Go to this page: https://www.zillow.com/research/data/  

+ Under "HOME VALUES", select Data Type "ZHVI All Homes (SFR, Condo/Co-op) Time Series, Smoothed, Seasonally Adjusted" and download this for Metro & US, State, County, and City. 
+ Under "RENTALS", select Data Type "ZORI (Smoothed, Seasonally Adjusted): All Homes Plus Multifamily Time Series" and download this for Metro & US, County, and City (State is not currently available).   

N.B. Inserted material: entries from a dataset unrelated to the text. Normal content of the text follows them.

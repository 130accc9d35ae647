//! Tracks, channel names and the store pipelines read from and write to.

mod store;

use std::{fmt, str::FromStr};

use serde::{Deserialize, Serialize};

use crate::{Result, StemshiftError};

pub use store::TrackStore;

/// One of the reserved stem names produced by the external splitter.
#[derive(Debug, Clone, Copy, PartialEq, Eq, Hash, Serialize, Deserialize)]
#[serde(rename_all = "lowercase")]
pub enum Channel {
    Bass,
    Drums,
    Other,
    Piano,
    Vocals,
}

impl Channel {
    pub const ALL: [Channel; 5] = [
        Channel::Bass,
        Channel::Drums,
        Channel::Other,
        Channel::Piano,
        Channel::Vocals,
    ];

    pub fn as_str(self) -> &'static str {
        match self {
            Channel::Bass => "bass",
            Channel::Drums => "drums",
            Channel::Other => "other",
            Channel::Piano => "piano",
            Channel::Vocals => "vocals",
        }
    }

    /// Looks up a channel by its reserved name.
    pub fn from_name(name: &str) -> Option<Self> {
        Self::ALL.into_iter().find(|channel| channel.as_str() == name)
    }
}

impl fmt::Display for Channel {
    fn fmt(&self, f: &mut fmt::Formatter<'_>) -> fmt::Result {
        f.write_str(self.as_str())
    }
}

/// Which stems a splitter run produces.
#[derive(Debug, Clone, Copy, PartialEq, Eq, Default, Serialize, Deserialize)]
#[serde(rename_all = "lowercase")]
pub enum StemLayout {
    /// Vocals and everything else.
    Two,
    Four,
    #[default]
    Five,
}

impl StemLayout {
    pub fn channels(self) -> &'static [Channel] {
        match self {
            StemLayout::Two => &[Channel::Other, Channel::Vocals],
            StemLayout::Four => &[Channel::Bass, Channel::Drums, Channel::Other, Channel::Vocals],
            StemLayout::Five => &Channel::ALL,
        }
    }
}

impl FromStr for StemLayout {
    type Err = StemshiftError;

    fn from_str(s: &str) -> Result<Self> {
        match s {
            "two" | "2" => Ok(StemLayout::Two),
            "four" | "4" => Ok(StemLayout::Four),
            "five" | "5" => Ok(StemLayout::Five),
            other => Err(StemshiftError::Config(format!(
                "unknown stem layout `{other}` (expected two, four or five)"
            ))),
        }
    }
}

/// A named unit of audio moving through the pipelines.
///
/// Samples are interleaved (`[L0, R0, L1, R1, ..]` for stereo). The channel
/// count and sample rate are fixed at construction; transforms only replace
/// the sample data.
#[derive(Debug, Clone, PartialEq)]
pub struct Track {
    samples: Vec<f32>,
    channels: u16,
    sample_rate: u32,
    save: bool,
}

impl Track {
    /// Builds an unsaved track from interleaved samples.
    pub fn from_interleaved(samples: Vec<f32>, channels: u16, sample_rate: u32) -> Result<Self> {
        if !(1..=2).contains(&channels) {
            return Err(StemshiftError::InvalidTrack {
                reason: format!("{channels} channels (only mono and stereo are supported)"),
            });
        }
        if sample_rate == 0 {
            return Err(StemshiftError::InvalidTrack {
                reason: "sample rate must be positive".to_string(),
            });
        }
        if samples.len() % channels as usize != 0 {
            return Err(StemshiftError::InvalidTrack {
                reason: format!(
                    "sample count {} is not divisible by channel count {channels}",
                    samples.len()
                ),
            });
        }

        Ok(Self {
            samples,
            channels,
            sample_rate,
            save: false,
        })
    }

    pub fn samples(&self) -> &[f32] {
        &self.samples
    }

    pub fn channels(&self) -> u16 {
        self.channels
    }

    pub fn is_stereo(&self) -> bool {
        self.channels == 2
    }

    pub fn sample_rate(&self) -> u32 {
        self.sample_rate
    }

    /// Number of frames (samples per channel).
    pub fn frames(&self) -> usize {
        self.samples.len() / self.channels as usize
    }

    pub fn is_saved(&self) -> bool {
        self.save
    }

    /// Returns the same audio with the save flag replaced.
    pub fn with_save(mut self, save: bool) -> Self {
        self.save = save;
        self
    }

    /// Deep copy of the audio with the save flag cleared. This is the copy a
    /// pipeline mutates, so the store entry it came from is left untouched.
    pub fn clone_unsaved(&self) -> Self {
        Self {
            samples: self.samples.clone(),
            channels: self.channels,
            sample_rate: self.sample_rate,
            save: false,
        }
    }

    /// Copies one channel out of the interleaved buffer.
    pub fn channel_samples(&self, channel: usize) -> Vec<f32> {
        self.samples
            .iter()
            .skip(channel)
            .step_by(self.channels as usize)
            .copied()
            .collect()
    }

    /// Rewrites every channel independently. `f` must return as many samples
    /// as it was given; shorter output is padded with silence and longer
    /// output is truncated so the frame count never changes.
    pub fn map_channels<F>(mut self, mut f: F) -> Self
    where
        F: FnMut(&[f32]) -> Vec<f32>,
    {
        let stride = self.channels as usize;
        let frames = self.frames();
        for channel in 0..stride {
            let processed = f(&self.channel_samples(channel));
            for frame in 0..frames {
                self.samples[frame * stride + channel] = processed.get(frame).copied().unwrap_or(0.0);
            }
        }
        self
    }

    /// Rotates whole frames by `offset`; positive values move audio later,
    /// wrapping the tail around to the start.
    pub fn roll_frames(mut self, offset: isize) -> Self {
        let frames = self.frames();
        if frames == 0 {
            return self;
        }
        let stride = self.channels as usize;
        let shift = offset.rem_euclid(frames as isize) as usize;
        self.samples.rotate_right(shift * stride);
        self
    }
}
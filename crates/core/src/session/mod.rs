//! One end-to-end run: load stems, execute pipelines, export what was
//! saved, merge it into the output file and clean up.

use std::{
    fs,
    path::{Path, PathBuf},
};

use tracing::{info, warn};

use crate::{
    audio::{TrackExporter, TrackSource, WavExporter, WavStemSource},
    compile,
    merge::{merge_saved, Merger, WavMerger},
    AppConfig, Executor, Pipeline, Result,
};

/// What a finished session produced.
#[derive(Debug, Clone, PartialEq, Eq)]
pub struct SessionReport {
    pub pipelines_run: usize,
    /// Exported save-marked tracks, in merge order. They only still exist on
    /// disk when intermediates were preserved.
    pub saved: Vec<PathBuf>,
    pub output: PathBuf,
}

pub struct Session {
    source: Box<dyn TrackSource>,
    exporter: Box<dyn TrackExporter>,
    merger: Box<dyn Merger>,
    preserve_intermediates: bool,
}

impl Session {
    pub fn new(
        source: Box<dyn TrackSource>,
        exporter: Box<dyn TrackExporter>,
        merger: Box<dyn Merger>,
    ) -> Self {
        Self {
            source,
            exporter,
            merger,
            preserve_intermediates: false,
        }
    }

    /// WAV stems in, WAV intermediates and WAV output.
    pub fn from_config(config: &AppConfig) -> Self {
        let bits = config.export.bits_per_sample;
        Self::new(
            Box::new(WavStemSource::new(&config.stems.dir, config.stems.layout)),
            Box::new(WavExporter::new(&config.export.work_dir, bits)),
            Box::new(WavMerger::new(bits)),
        )
        .preserve_intermediates(config.export.preserve_intermediates)
    }

    pub fn preserve_intermediates(mut self, preserve: bool) -> Self {
        self.preserve_intermediates = preserve;
        self
    }

    /// Compiles `recipe` and runs it.
    pub fn run_recipe(&mut self, recipe: &str, output: &Path) -> Result<SessionReport> {
        let pipelines = compile(recipe)?;
        self.run(&pipelines, output)
    }

    /// Runs `pipelines` in order and writes the merged result to `output`.
    /// Any failure aborts the whole session; no partial output is written.
    pub fn run(&mut self, pipelines: &[Pipeline], output: &Path) -> Result<SessionReport> {
        let mut executor = Executor::from_source(self.source.as_ref())?;

        info!(count = pipelines.len(), "running pipelines");
        executor.run(pipelines)?;

        let mut saved = Vec::new();
        let merged = executor
            .export_saved(self.exporter.as_mut(), &mut saved)
            .and_then(|()| merge_saved(self.merger.as_ref(), &saved, output));
        if !self.preserve_intermediates {
            remove_intermediates(&saved);
        }
        merged?;

        Ok(SessionReport {
            pipelines_run: pipelines.len(),
            saved,
            output: output.to_path_buf(),
        })
    }
}

impl std::fmt::Debug for Session {
    fn fmt(&self, f: &mut std::fmt::Formatter<'_>) -> std::fmt::Result {
        f.debug_struct("Session")
            .field("layout", &self.source.layout())
            .field("preserve_intermediates", &self.preserve_intermediates)
            .finish()
    }
}

fn remove_intermediates(files: &[PathBuf]) {
    for file in files {
        if let Err(err) = fs::remove_file(file) {
            warn!(path = %file.display(), %err, "could not remove intermediate file");
        }
    }
}
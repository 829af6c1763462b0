//! Signal names and delivery, per platform
//!
//! Peers send signal names as free-form strings ("int", "SIGTERM", ...).
//! [`SignalSupport`] turns those into something deliverable and sends it.

use tether_utils::{Result, TetherError};

/// Canonical signals a peer may ask for
#[derive(Debug, Clone, Copy, PartialEq, Eq, Hash)]
pub enum JobSignal {
    Hup,
    Int,
    Quit,
    Kill,
    Term,
    Usr1,
    Usr2,
    Stop,
    Cont,
}

impl JobSignal {
    /// Parse a signal name: case-insensitive, with or without the `SIG` prefix
    pub fn from_name(name: &str) -> Option<Self> {
        let upper = name.trim().to_ascii_uppercase();
        let bare = upper.strip_prefix("SIG").unwrap_or(&upper);
        match bare {
            "HUP" => Some(Self::Hup),
            "INT" => Some(Self::Int),
            "QUIT" => Some(Self::Quit),
            "KILL" => Some(Self::Kill),
            "TERM" => Some(Self::Term),
            "USR1" => Some(Self::Usr1),
            "USR2" => Some(Self::Usr2),
            "STOP" => Some(Self::Stop),
            "CONT" => Some(Self::Cont),
            _ => None,
        }
    }

    pub fn name(&self) -> &'static str {
        match self {
            Self::Hup => "SIGHUP",
            Self::Int => "SIGINT",
            Self::Quit => "SIGQUIT",
            Self::Kill => "SIGKILL",
            Self::Term => "SIGTERM",
            Self::Usr1 => "SIGUSR1",
            Self::Usr2 => "SIGUSR2",
            Self::Stop => "SIGSTOP",
            Self::Cont => "SIGCONT",
        }
    }
}

impl std::fmt::Display for JobSignal {
    fn fmt(&self, f: &mut std::fmt::Formatter<'_>) -> std::fmt::Result {
        f.write_str(self.name())
    }
}

/// Platform capability for signalling the job's process
pub trait SignalSupport: Send + Sync {
    /// Map a peer-supplied name to a signal this platform can deliver
    fn normalize(&self, name: &str) -> Result<JobSignal>;

    /// Deliver `signal` to a single process
    fn send(&self, pid: u32, signal: JobSignal) -> Result<()>;

    /// Deliver `signal` to every process in a group
    fn send_group(&self, pgid: i32, signal: JobSignal) -> Result<()>;

    /// Process group of `pid`
    fn process_group(&self, pid: u32) -> Result<i32>;
}

#[cfg(unix)]
mod unix {
    use nix::sys::signal::{self, Signal};
    use nix::unistd::{self, Pid};

    use super::*;

    /// Signals delivered with kill(2)
    #[derive(Debug, Default, Clone, Copy)]
    pub struct UnixSignals;

    impl UnixSignals {
        fn to_nix(signal: JobSignal) -> Signal {
            match signal {
                JobSignal::Hup => Signal::SIGHUP,
                JobSignal::Int => Signal::SIGINT,
                JobSignal::Quit => Signal::SIGQUIT,
                JobSignal::Kill => Signal::SIGKILL,
                JobSignal::Term => Signal::SIGTERM,
                JobSignal::Usr1 => Signal::SIGUSR1,
                JobSignal::Usr2 => Signal::SIGUSR2,
                JobSignal::Stop => Signal::SIGSTOP,
                JobSignal::Cont => Signal::SIGCONT,
            }
        }

        fn pid(pid: u32) -> Result<Pid> {
            i32::try_from(pid)
                .map(Pid::from_raw)
                .map_err(|_| TetherError::internal(format!("pid {} out of range", pid)))
        }
    }

    impl SignalSupport for UnixSignals {
        fn normalize(&self, name: &str) -> Result<JobSignal> {
            JobSignal::from_name(name)
                .ok_or_else(|| TetherError::InvalidMessage(format!("unknown signal: {}", name)))
        }

        fn send(&self, pid: u32, sig: JobSignal) -> Result<()> {
            signal::kill(Self::pid(pid)?, Self::to_nix(sig))
                .map_err(|e| TetherError::internal(format!("failed to send {} to {}: {}", sig, pid, e)))
        }

        fn send_group(&self, pgid: i32, sig: JobSignal) -> Result<()> {
            signal::killpg(Pid::from_raw(pgid), Self::to_nix(sig)).map_err(|e| {
                TetherError::internal(format!("failed to send {} to group {}: {}", sig, pgid, e))
            })
        }

        fn process_group(&self, pid: u32) -> Result<i32> {
            unistd::getpgid(Some(Self::pid(pid)?))
                .map(Pid::as_raw)
                .map_err(|e| TetherError::internal(format!("getpgid({}) failed: {}", pid, e)))
        }
    }
}

#[cfg(unix)]
pub use unix::UnixSignals;

/// Fallback for platforms without POSIX signals
#[derive(Debug, Default, Clone, Copy)]
pub struct UnsupportedSignals;

impl SignalSupport for UnsupportedSignals {
    fn normalize(&self, name: &str) -> Result<JobSignal> {
        Err(TetherError::Unsupported(format!("signal {}", name)))
    }

    fn send(&self, _pid: u32, signal: JobSignal) -> Result<()> {
        Err(TetherError::Unsupported(format!("signal {}", signal)))
    }

    fn send_group(&self, _pgid: i32, signal: JobSignal) -> Result<()> {
        Err(TetherError::Unsupported(format!("signal {}", signal)))
    }

    fn process_group(&self, _pid: u32) -> Result<i32> {
        Err(TetherError::Unsupported("process groups".into()))
    }
}

/// Signal support for the current platform
pub fn platform_signals() -> std::sync::Arc<dyn SignalSupport> {
    #[cfg(unix)]
    {
        std::sync::Arc::new(UnixSignals)
    }
    #[cfg(not(unix))]
    {
        std::sync::Arc::new(UnsupportedSignals)
    }
}
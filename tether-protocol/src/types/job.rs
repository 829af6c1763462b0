//! Job definition, input and exit types

use std::collections::HashMap;

use base64::engine::general_purpose::STANDARD;
use base64::Engine as _;
use serde::{Deserialize, Serialize};

use super::StreamMeta;

/// Terminal size in character cells
///
/// Signed so that nonsensical sizes sent by a peer can be reported back as
/// errors instead of failing to decode.
#[derive(Debug, Clone, Copy, Serialize, Deserialize, PartialEq, Eq)]
pub struct TermSize {
    pub rows: i32,
    pub cols: i32,
}

impl TermSize {
    pub const DEFAULT_ROWS: i32 = 25;
    pub const DEFAULT_COLS: i32 = 80;

    pub fn new(rows: i32, cols: i32) -> Self {
        Self { rows, cols }
    }
}

impl Default for TermSize {
    fn default() -> Self {
        Self::new(Self::DEFAULT_ROWS, Self::DEFAULT_COLS)
    }
}

/// Command the job manager should run under a PTY
#[derive(Debug, Clone, Serialize, Deserialize, PartialEq, Eq, Default)]
pub struct StartJobRequest {
    pub cmd: String,
    pub args: Vec<String>,
    /// Added on top of the job manager's own environment
    pub env: HashMap<String, String>,
    pub term_size: Option<TermSize>,
    /// Connect this stream at offset 0 before the PTY output starts flowing
    pub stream: Option<StreamMeta>,
}

#[derive(Debug, Clone, Serialize, Deserialize, PartialEq, Eq)]
pub struct StartJobResult {
    pub cmd_pid: u32,
    pub cmd_pgid: i32,
    pub job_manager_pid: u32,
    /// Unix milliseconds when the job manager started
    pub job_manager_start_ts: i64,
}

/// Reply to a (corked) stream connect
#[derive(Debug, Clone, Serialize, Deserialize, PartialEq, Eq)]
pub struct ConnectResult {
    /// Offset the stream will resume from
    pub seq: u64,
    pub stream_done: bool,
    pub stream_error: Option<String>,
    pub exit: Option<ExitInfo>,
}

/// Keystrokes, a signal and/or a resize for the running job
///
/// Inputs from one `input_session_id` are applied in `seq_num` order.
#[derive(Debug, Clone, Serialize, Deserialize, PartialEq, Eq, Default)]
pub struct JobInput {
    pub input_session_id: Option<String>,
    pub seq_num: u64,
    pub input_data64: Option<String>,
    pub sig_name: Option<String>,
    pub term_size: Option<TermSize>,
}

impl JobInput {
    /// Input carrying raw bytes for the PTY
    pub fn data(bytes: &[u8]) -> Self {
        Self {
            input_data64: Some(STANDARD.encode(bytes)),
            ..Self::default()
        }
    }

    pub fn signal(name: impl Into<String>) -> Self {
        Self {
            sig_name: Some(name.into()),
            ..Self::default()
        }
    }

    pub fn resize(size: TermSize) -> Self {
        Self {
            term_size: Some(size),
            ..Self::default()
        }
    }

    /// Tag this input with its ordering key
    pub fn in_session(mut self, session_id: impl Into<String>, seq_num: u64) -> Self {
        self.input_session_id = Some(session_id.into());
        self.seq_num = seq_num;
        self
    }

    /// Decode the input bytes, if any
    pub fn decode_data(&self) -> Result<Option<Vec<u8>>, base64::DecodeError> {
        self.input_data64
            .as_deref()
            .map(|d| STANDARD.decode(d))
            .transpose()
    }
}

/// How the job's process ended
#[derive(Debug, Clone, Serialize, Deserialize, PartialEq, Eq, Default)]
pub struct ExitInfo {
    /// OS exit status, or -1 when the process was killed by a signal
    pub exit_code: i32,
    pub exit_signal: Option<String>,
    pub exit_err: Option<String>,
    /// Unix milliseconds when the exit was observed
    pub exit_ts: i64,
}

/// Pushed to the attached main server when the process exits
#[derive(Debug, Clone, Serialize, Deserialize, PartialEq, Eq)]
pub struct JobExited {
    pub job_id: String,
    pub exit: ExitInfo,
}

### Save these csvs as they come in the Data Downloads folder of Parent Data Gathering

In [13]:
hv_metrous = pd.read_csv('../../Data Downloads/Zillow_MetroUS_ZHVI.csv')
hv_state = pd.read_csv('../../Data Downloads/Zillow_State_ZHVI.csv')
hv_county = pd.read_csv('../../Data Downloads/Zillow_County_ZHVI.csv')
hv_place = pd.read_csv('../../Data Downloads/Zillow_City_ZHVI.csv')
rental_metrous = pd.read_csv('../../Data Downloads/Zillow_MetroUS_ZORI.csv')
rental_county = pd.read_csv('../../Data Downloads/Zillow_County_ZORI.csv')
rental_place = pd.read_csv('../../Data Downloads/Zillow_City_ZORI.csv')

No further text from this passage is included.